Search the records for "ApiSuccess" and copy each line that holds it.

[Stored data entries]
========================

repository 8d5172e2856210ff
use axum::http::StatusCode;
use axum::response::IntoResponse;
use axum::response::Response;
use axum::Json;
use chrono::DateTime;
use chrono::Utc;
use serde::Serialize;

use crate::domain::identity::errors::IdentityError;
use crate::domain::identity::models::SafeIdentityView;
use crate::domain::product::errors::ProductError;

pub mod delete_identity;
pub mod get_identity;
pub mod login;
pub mod logout;
pub mod me;
pub mod products;
pub mod register;
pub mod update_identity;

#[derive(Debug, Clone)]
pub struct ApiSuccess<T: Serialize + PartialEq>(StatusCode, Json<ApiResponseBody<T>>);

impl<T> PartialEq for ApiSuccess<T>
where
    T: Serialize + PartialEq,
{
    fn eq(&self, other: &Self) -> bool {
        self.0 == other.0 && self.1 .0 == other.1 .0
    }
}

impl<T: Serialize + PartialEq> ApiSuccess<T> {
    pub fn new(status: StatusCode, data: T) -> Self {
        ApiSuccess(status, Json(ApiResponseBody::new(status, data)))
    }
}

impl<T: Serialize + PartialEq> IntoResponse for ApiSuccess<T> {
    fn into_response(self) -> Response {
        (self.0, self.1).into_response()
    }
}

#[derive(Debug, Clone, PartialEq, Eq)]
pub enum ApiError {
    InternalServerError(String),
    UnprocessableEntity(String),
    BadRequest(String),
    NotFound(String),
    Conflict(String),
    Unauthorized(String),
    Forbidden(String),
}

impl From<anyhow::Error> for ApiError {
    fn from(e: anyhow::Error) -> Self {
        Self::InternalServerError(e.to_string())
    }
}

impl IntoResponse for ApiError {
    fn into_response(self) -> Response {
        let (status, message) = match self {
            ApiError::InternalServerError(msg) => (StatusCode::INTERNAL_SERVER_ERROR, msg),
            ApiError::UnprocessableEntity(msg) => (StatusCode::UNPROCESSABLE_ENTITY, msg),
            ApiError::BadRequest(msg) => (StatusCode::BAD_REQUEST, msg),
            ApiError::NotFound(msg) => (StatusCode::NOT_FOUND, msg),
            ApiError::Conflict(msg) => (StatusCode::CONFLICT, msg),
            ApiError::Unauthorized(msg) => (StatusCode::UNAUTHORIZED, msg),
            ApiError::Forbidden(msg) => (StatusCode::FORBIDDEN, msg),
        };

        (status, Json(ApiResponseBody::new_error(status, message))).into_response()
    }
}

impl From<IdentityError> for ApiError {
    fn from(err: IdentityError) -> Self {
        match err {
            IdentityError::NotFound(_) => ApiError::NotFound(err.to_string()),
            IdentityError::DuplicateEmail => ApiError::Conflict(err.to_string()),
            IdentityError::RoleEscalationDenied => ApiError::Forbidden(err.to_string()),
            IdentityError::InvalidCredentials => ApiError::Unauthorized(err.to_string()),
            IdentityError::WeakPassword(_)
            | IdentityError::InvalidEmail(_)
            | IdentityError::InvalidDisplayName(_)
            | IdentityError::InvalidIdentityId(_)
            | IdentityError::InvalidRole(_) => ApiError::UnprocessableEntity(err.to_string()),
            IdentityError::Password(_)
            | IdentityError::Token(_)
            | IdentityError::DatabaseError(_)
            | IdentityError::Unknown(_) => {
                tracing::error!(error = %err, "Identity operation failed");
                ApiError::InternalServerError(err.to_string())
            }
        }
    }
}

impl From<ProductError> for ApiError {
    fn from(err: ProductError) -> Self {
        match err {
            ProductError::NotFound(_) => ApiError::NotFound(err.to_string()),
            ProductError::Invalid(_) | ProductError::InvalidProductId(_) => {
                ApiError::UnprocessableEntity(err.to_string())
            }
            ProductError::DatabaseError(_) => {
                tracing::error!(error = %err, "Product operation failed");
                ApiError::InternalServerError(err.to_string())
            }
        }
    }
}

#[derive(Debug, Clone, PartialEq, Eq, Serialize)]
pub struct ApiResponseBody<T: Serialize + PartialEq> {
    status_code: u16,
    data: T,
}

impl<T: Serialize + PartialEq> ApiResponseBody<T> {
    pub fn new(status_code: StatusCode, data: T) -> Self {
        Self {
            status_code: status_code.as_u16(),
            data,
        }
    }
}

impl ApiResponseBody<ApiErrorData> {
    pub fn new_error(status_code: StatusCode, message: String) -> Self {
        Self {
            status_code: status_code.as_u16(),
            data: ApiErrorData { message },
        }
    }
}

#[derive(Debug, Clone, PartialEq, Eq, Serialize)]
pub struct ApiErrorData {
    pub message: String,
}

/// Identity as returned by every endpoint; never carries the password hash.
#[derive(Debug, Clone, PartialEq, Eq, Serialize)]
pub struct IdentityResponseData {
    pub id: String,
    pub email: String,
    pub name: String,
    pub role: auth::Role,
    pub created_at: DateTime<Utc>,
    pub updated_at: DateTime<Utc>,
}

impl From<&SafeIdentityView> for IdentityResponseData {
    fn from(identity: &SafeIdentityView) -> Self {
        Self {
            id: identity.id.to_string(),
            email: identity.email.as_str().to_string(),
            name: identity.display_name.as_str().to_string(),
            role: identity.role,
            created_at: identity.created_at,
            updated_at: identity.updated_at,
        }
    }
}
use axum::extract::Path;
use axum::extract::State;
use axum::http::StatusCode;

use super::ProductResponseData;
use crate::domain::product::models::ProductId;
use crate::domain::product::ports::ProductServicePort;
use crate::inbound::http::handlers::ApiError;
use crate::inbound::http::handlers::ApiSuccess;
use crate::inbound::http::router::AppState;

pub async fn get_product(
    State(state): State<AppState>,
    Path(id): Path<String>,
) -> Result<ApiSuccess<ProductResponseData>, ApiError> {
    let product_id = ProductId::from_string(&id)?;

    state
        .product_service
        .get_product(&product_id)
        .await
        .map_err(ApiError::from)
        .map(|ref product| ApiSuccess::new(StatusCode::OK, product.into()))
}
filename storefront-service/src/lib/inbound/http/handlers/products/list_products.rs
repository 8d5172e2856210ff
use axum::extract::Query;
use axum::extract::State;
use axum::http::StatusCode;
use serde::Deserialize;

use super::ProductResponseData;
use crate::domain::product::models::ProductFilter;
use crate::domain::product::models::SortOrder;
use crate::domain::product::ports::ProductServicePort;
use crate::inbound::http::handlers::ApiError;
use crate::inbound::http::handlers::ApiSuccess;
use crate::inbound::http::router::AppState;

#[derive(Debug, Default, Deserialize)]
pub struct ListProductsQuery {
    category: Option<String>,
    sort: Option<String>,
}

impl ListProductsQuery {
    fn try_into_filter(self) -> Result<ProductFilter, ApiError> {
        let sort = self
            .sort
            .map(|sort| sort.parse::<SortOrder>())
            .transpose()
            .map_err(ApiError::BadRequest)?;

        Ok(ProductFilter {
            category: self.category.filter(|category| !category.is_empty()),
            sort,
        })
    }
}

pub async fn list_products(
    State(state): State<AppState>,
    Query(query): Query<ListProductsQuery>,
) -> Result<ApiSuccess<Vec<ProductResponseData>>, ApiError> {
    let filter = query.try_into_filter()?;

    state
        .product_service
        .list_products(filter)
        .await
        .map_err(ApiError::from)
        .map(|products| {
            let product_data: Vec<ProductResponseData> =
                products.iter().map(|p| p.into()).collect();
            ApiSuccess::new(StatusCode::OK, product_data)
        })
}

#[cfg(test)]
mod tests {
    use super::*;

    #[test]
    fn test_query_into_filter() {
        let query = ListProductsQuery {
            category: Some("home".to_string()),
            sort: Some("desc".to_string()),
        };

        assert_eq!(
            query.try_into_filter().unwrap(),
            ProductFilter {
                category: Some("home".to_string()),
                sort: Some(SortOrder::Desc),
            }
        );
    }

    #[test]
    fn test_query_rejects_unknown_sort() {
        let query = ListProductsQuery {
            category: None,
            sort: Some("random".to_string()),
        };

        assert!(matches!(
            query.try_into_filter(),
            Err(ApiError::BadRequest(_))
        ));
    }

    #[test]
    fn test_empty_category_means_no_filter() {
        let query = ListProductsQuery {
            category: Some(String::new()),
            sort: None,
        };

        assert_eq!(query.try_into_filter().unwrap(), ProductFilter::default());
    }
}
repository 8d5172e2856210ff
pub mod http;
pub mod config;
pub mod domain;
pub mod inbound;
pub mod outbound;

pub use domain::identity;
pub use domain::product;
pub use outbound::repositories;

========================

• Task solution
pub struct ApiSuccess<T: Serialize + PartialEq>(StatusCode, Json<ApiResponseBody<T>>);
impl<T> PartialEq for ApiSuccess<T>
impl<T: Serialize + PartialEq> ApiSuccess<T> {
        ApiSuccess(status, Json(ApiResponseBody::new(status, data)))
impl<T: Serialize + PartialEq> IntoResponse for ApiSuccess<T> {
use crate::inbound::http::handlers::ApiSuccess;
) -> Result<ApiSuccess<ProductResponseData>, ApiError> {
        .map(|ref product| ApiSuccess::new(StatusCode::OK, product.into()))
use crate::inbound::http::handlers::ApiSuccess;
) -> Result<ApiSuccess<Vec<ProductResponseData>>, ApiError> {
            ApiSuccess::new(StatusCode::OK, product_data)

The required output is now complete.